You can easily protect your intellectual property with copyrights, patent, and trademarks -- can you also protect it with a prenup?

Human Capital

As divorce attorney Alton Abramowitz described in the New York Times, the price of not carving out IP protections in a prenup can be high:

More than a decade ago, I represented a Nobel Prize winner who may have been the most prolific author of writings in his discipline. His spouse argued that she should share in the value of the copyrights for works he published during their marriage. He argued, however, that those works were an extension of his premarital separate property because a major component of each work was based on thinking and research that he had done well before the marriage -- not to mention, over a lifetime spent in his chosen field of expertise ... he proceeded down the aisle without a prenup and spent tens of thousands of dollars on a divorce. It was resolved by a settlement that required him to share a portion of his royalties with her for many years to come.

According to Abramovitz, a valid prenup "could have carved out the monetary value of his copyrighted materials and protected that value from the claims of his bride."

Human Investment

Law professor Orly Lobel looks at it from the other side, wondering if a spouse who sacrifices for the other's career will have little or nothing to show for it after a divorce:

[W]e should not forget that, without a spouse willing to take dead-end low-risk jobs, many new companies never get founded. And if a spouse signs away his or her post-martial rights to a start-up's intellectual property, that altruism could mean a life of unrewarding work and little upward mobility.

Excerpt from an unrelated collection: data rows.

//! Catalog package models. A master package is the template every purchase
//! and renewal copies its allocations from.

use academy_core::types::{DbId, Timestamp};
use serde::{Deserialize, Serialize};
use sqlx::FromRow;

/// A row from the `master_packages` table.
#[derive(Debug, Clone, FromRow, Serialize)]
#[serde(rename_all = "camelCase")]
pub struct MasterPackage {
    pub id: DbId,
    pub name: String,
    pub validity_days: i32,
    pub is_active: bool,
    pub created_at: Timestamp,
    pub updated_at: Timestamp,
}

/// A course line of a master package, joined with the course name.
#[derive(Debug, Clone, FromRow, Serialize)]
#[serde(rename_all = "camelCase")]
pub struct MasterPackageCourse {
    pub course_id: DbId,
    pub course_name: String,
    pub sessions: i32,
    pub sort_order: i32,
}

/// DTO for creating a master package together with its course lines.
#[derive(Debug, Clone, Deserialize)]
#[serde(rename_all = "camelCase")]
pub struct CreateMasterPackage {
    pub name: String,
    pub validity_days: i32,
    pub courses: Vec<CreateMasterPackageCourse>,
}

/// One course line in [`CreateMasterPackage`]. Order in the list is kept.
#[derive(Debug, Clone, Deserialize)]
#[serde(rename_all = "camelCase")]
pub struct CreateMasterPackageCourse {
    pub course_id: DbId,
    pub sessions: i32,
}
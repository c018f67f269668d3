use academy_core::error::{BookingError, CoreError};

/// Error returned by repository operations that mix ledger rules with storage.
#[derive(Debug, thiserror::Error)]
pub enum LedgerError {
    /// A ledger or scheduling rule rejected the operation.
    #[error(transparent)]
    Booking(#[from] BookingError),

    /// A generic domain error (validation, conflict, not found).
    #[error(transparent)]
    Core(#[from] CoreError),

    /// The database failed.
    #[error("Database error: {0}")]
    Database(#[from] sqlx::Error),
}

/// Convenience alias for ledger operations.
pub type LedgerResult<T> = Result<T, LedgerError>;
use academy_core::error::CoreError;
use academy_core::types::DbId;
use academy_db::models::course::CourseSchedule;
use academy_db::repositories::{CourseRepo, ScheduleRepo};
use axum::extract::{Path, State};
use axum::Json;

use crate::error::{AppError, AppResult};
use crate::response::DataResponse;
use crate::state::AppState;

/// GET /api/v1/courses/{id}/schedules
///
/// Active schedules of a course, for picking where to book.
pub async fn list_schedules(
    State(state): State<AppState>,
    Path(course_id): Path<DbId>,
) -> AppResult<Json<DataResponse<Vec<CourseSchedule>>>> {
    CourseRepo::find_by_id(&state.pool, course_id)
        .await?
        .ok_or(AppError::Core(CoreError::NotFound {
            entity: "Course",
            id: course_id,
        }))?;

    let schedules = ScheduleRepo::list_by_course(&state.pool, course_id).await?;
    Ok(Json(DataResponse { data: schedules }))
}
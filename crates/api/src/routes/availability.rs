use axum::routing::get;
use axum::Router;

use crate::handlers::availability;
use crate::state::AppState;

/// Routes mounted at `/availability`.
///
/// ```text
/// GET    /schedule/{schedule_id}    -> get_month  (?year=&month=)
/// ```
pub fn router() -> Router<AppState> {
    Router::new().route("/schedule/{schedule_id}", get(availability::get_month))
}
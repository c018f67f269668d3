//! Role checks layered on [`AuthUser`].
//!
//! Customer routes need none: every ledger query is scoped to the caller's id.

use academy_core::error::CoreError;
use axum::extract::FromRequestParts;
use axum::http::request::Parts;

use super::auth::AuthUser;
use crate::error::AppError;
use crate::state::AppState;

/// Academy staff only. Rejects other roles with 403.
pub struct RequireAdmin(pub AuthUser);

impl FromRequestParts<AppState> for RequireAdmin {
    type Rejection = AppError;

    async fn from_request_parts(
        parts: &mut Parts,
        state: &AppState,
    ) -> Result<Self, Self::Rejection> {
        let user = AuthUser::from_request_parts(parts, state).await?;
        if !user.is_admin() {
            tracing::info!(user_id = user.user_id, role = %user.role, "Admin route refused");
            return Err(CoreError::Forbidden("Admin role required".into()).into());
        }
        Ok(RequireAdmin(user))
    }
}
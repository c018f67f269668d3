//! Success envelope shared by every handler: `{ "data": ... }`.
//!
//! Errors use a different shape, see [`crate::error::AppError`].

use serde::Serialize;

#[derive(Debug, Serialize)]
pub struct DataResponse<T: Serialize> {
    pub data: T,
}
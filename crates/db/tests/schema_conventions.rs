//! Schema conventions the repositories and the HTTP error mapping rely on.
//!
//! Each test asks the catalog for offenders and expects none.

use sqlx::PgPool;

async fn offenders(pool: &PgPool, sql: &str) -> Vec<(String, String)> {
    sqlx::query_as(sql).fetch_all(pool).await.unwrap()
}

/// Entity ids are bigint, lookup ids smallint.
#[sqlx::test(migrations = "../../db/migrations")]
async fn ids_are_bigint_or_smallint(pool: PgPool) {
    let bad = offenders(
        &pool,
        "SELECT table_name::text, data_type::text
         FROM information_schema.columns
         WHERE table_schema = 'public'
           AND column_name = 'id'
           AND table_name <> '_sqlx_migrations'
           AND data_type NOT IN ('bigint', 'smallint')",
    )
    .await;

    assert!(bad.is_empty(), "unexpected id types: {bad:?}");
}

/// `created_at`/`updated_at` exist everywhere as timestamptz, and no column
/// uses VARCHAR or a zone-less timestamp.
#[sqlx::test(migrations = "../../db/migrations")]
async fn column_types_follow_conventions(pool: PgPool) {
    let missing = offenders(
        &pool,
        "SELECT t.table_name::text, c.column_name::text
         FROM information_schema.tables t
         CROSS JOIN (VALUES ('created_at'), ('updated_at')) AS c(column_name)
         WHERE t.table_schema = 'public'
           AND t.table_type = 'BASE TABLE'
           AND t.table_name <> '_sqlx_migrations'
           AND NOT EXISTS (
               SELECT 1 FROM information_schema.columns col
               WHERE col.table_schema = 'public'
                 AND col.table_name = t.table_name
                 AND col.column_name = c.column_name
                 AND col.data_type = 'timestamp with time zone'
           )",
    )
    .await;
    assert!(missing.is_empty(), "missing timestamptz columns: {missing:?}");

    let wrong = offenders(
        &pool,
        "SELECT table_name::text, column_name::text
         FROM information_schema.columns
         WHERE table_schema = 'public'
           AND table_name <> '_sqlx_migrations'
           AND data_type IN ('character varying', 'timestamp without time zone')",
    )
    .await;
    assert!(wrong.is_empty(), "use TEXT and TIMESTAMPTZ: {wrong:?}");
}

#[sqlx::test(migrations = "../../db/migrations")]
async fn every_table_touches_updated_at(pool: PgPool) {
    let bad = offenders(
        &pool,
        "SELECT t.table_name::text, 'trg_' || t.table_name || '_updated_at'
         FROM information_schema.tables t
         WHERE t.table_schema = 'public'
           AND t.table_type = 'BASE TABLE'
           AND t.table_name <> '_sqlx_migrations'
           AND NOT EXISTS (
               SELECT 1 FROM information_schema.triggers tr
               WHERE tr.event_object_table = t.table_name
                 AND tr.trigger_name = 'trg_' || t.table_name || '_updated_at'
           )",
    )
    .await;

    assert!(bad.is_empty(), "tables without an updated_at trigger: {bad:?}");
}

/// Single-column foreign keys must lead some index on their table.
#[sqlx::test(migrations = "../../db/migrations")]
async fn foreign_keys_are_indexed(pool: PgPool) {
    let bad = offenders(
        &pool,
        "SELECT con.conrelid::regclass::text, att.attname::text
         FROM pg_constraint con
         JOIN pg_attribute att
           ON att.attrelid = con.conrelid AND att.attnum = con.conkey[1]
         WHERE con.contype = 'f'
           AND con.connamespace = 'public'::regnamespace
           AND NOT EXISTS (
               SELECT 1 FROM pg_index idx
               WHERE idx.indrelid = con.conrelid
                 AND idx.indkey[0] = con.conkey[1]
           )",
    )
    .await;

    assert!(bad.is_empty(), "unindexed foreign keys: {bad:?}");
}

/// Unique constraints and unique indexes are named `uq_*`; the API maps
/// violations of those names to 409.
#[sqlx::test(migrations = "../../db/migrations")]
async fn unique_guards_use_the_uq_prefix(pool: PgPool) {
    let bad = offenders(
        &pool,
        "SELECT tablename::text, indexname::text
         FROM pg_indexes
         WHERE schemaname = 'public'
           AND indexdef LIKE 'CREATE UNIQUE INDEX%'
           AND indexname NOT LIKE '%_pkey'
           AND indexname NOT LIKE 'uq\\_%'",
    )
    .await;

    assert!(bad.is_empty(), "unique guards without uq_ prefix: {bad:?}");
}

/// Both ledger counters are bounded in the database, not only in code.
#[sqlx::test(migrations = "../../db/migrations")]
async fn ledger_counters_are_checked(pool: PgPool) {
    let names: Vec<(String,)> = sqlx::query_as(
        "SELECT conname::text FROM pg_constraint
         WHERE contype = 'c' AND connamespace = 'public'::regnamespace
         ORDER BY conname",
    )
    .fetch_all(&pool)
    .await
    .unwrap();
    let names: Vec<&str> = names.iter().map(|(n,)| n.as_str()).collect();

    for expected in ["ck_package_allocations_consumed", "ck_schedule_slots_capacity"] {
        assert!(names.contains(&expected), "missing CHECK {expected}: {names:?}");
    }
}

#[sqlx::test(migrations = "../../db/migrations")]
async fn one_confirmed_booking_per_package_slot(pool: PgPool) {
    let (def,): (String,) = sqlx::query_as(
        "SELECT indexdef FROM pg_indexes
         WHERE schemaname = 'public' AND indexname = 'uq_bookings_package_schedule_date'",
    )
    .fetch_one(&pool)
    .await
    .unwrap();

    assert!(def.starts_with("CREATE UNIQUE INDEX"));
    assert!(def.contains("WHERE"), "index must be partial: {def}");
}
//! Route definitions for academy staff. Every handler requires the `admin` role.

use axum::routing::{delete, post};
use axum::Router;

use crate::handlers::admin;
use crate::state::AppState;

/// Routes mounted at `/admin`.
///
/// ```text
/// POST   /bookings/{id}/cancel                 -> cancel_booking
/// POST   /bookings/complete-elapsed            -> complete_elapsed
/// POST   /schedules/{id}/closures              -> add_closure
/// DELETE /schedules/{id}/closures/{date}       -> remove_closure
/// ```
pub fn router() -> Router<AppState> {
    Router::new()
        .route("/bookings/{id}/cancel", post(admin::cancel_booking))
        .route("/bookings/complete-elapsed", post(admin::complete_elapsed))
        .route("/schedules/{id}/closures", post(admin::add_closure))
        .route(
            "/schedules/{id}/closures/{date}",
            delete(admin::remove_closure),
        )
}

Like all prenups, a contract concerning marital and separate intellectual property, signed before the marriage even happens, is intended to protect one party at the expense of the other. And both sides should take the prenup seriously. For those who consider their artistic and commercial output as the sole product of their own skill and effort, a prenup can protect those ideas from a non-contributing ex. And for those sacrificing their own careers for a spouse's big ideas should be wary about signing away rights to those ideas.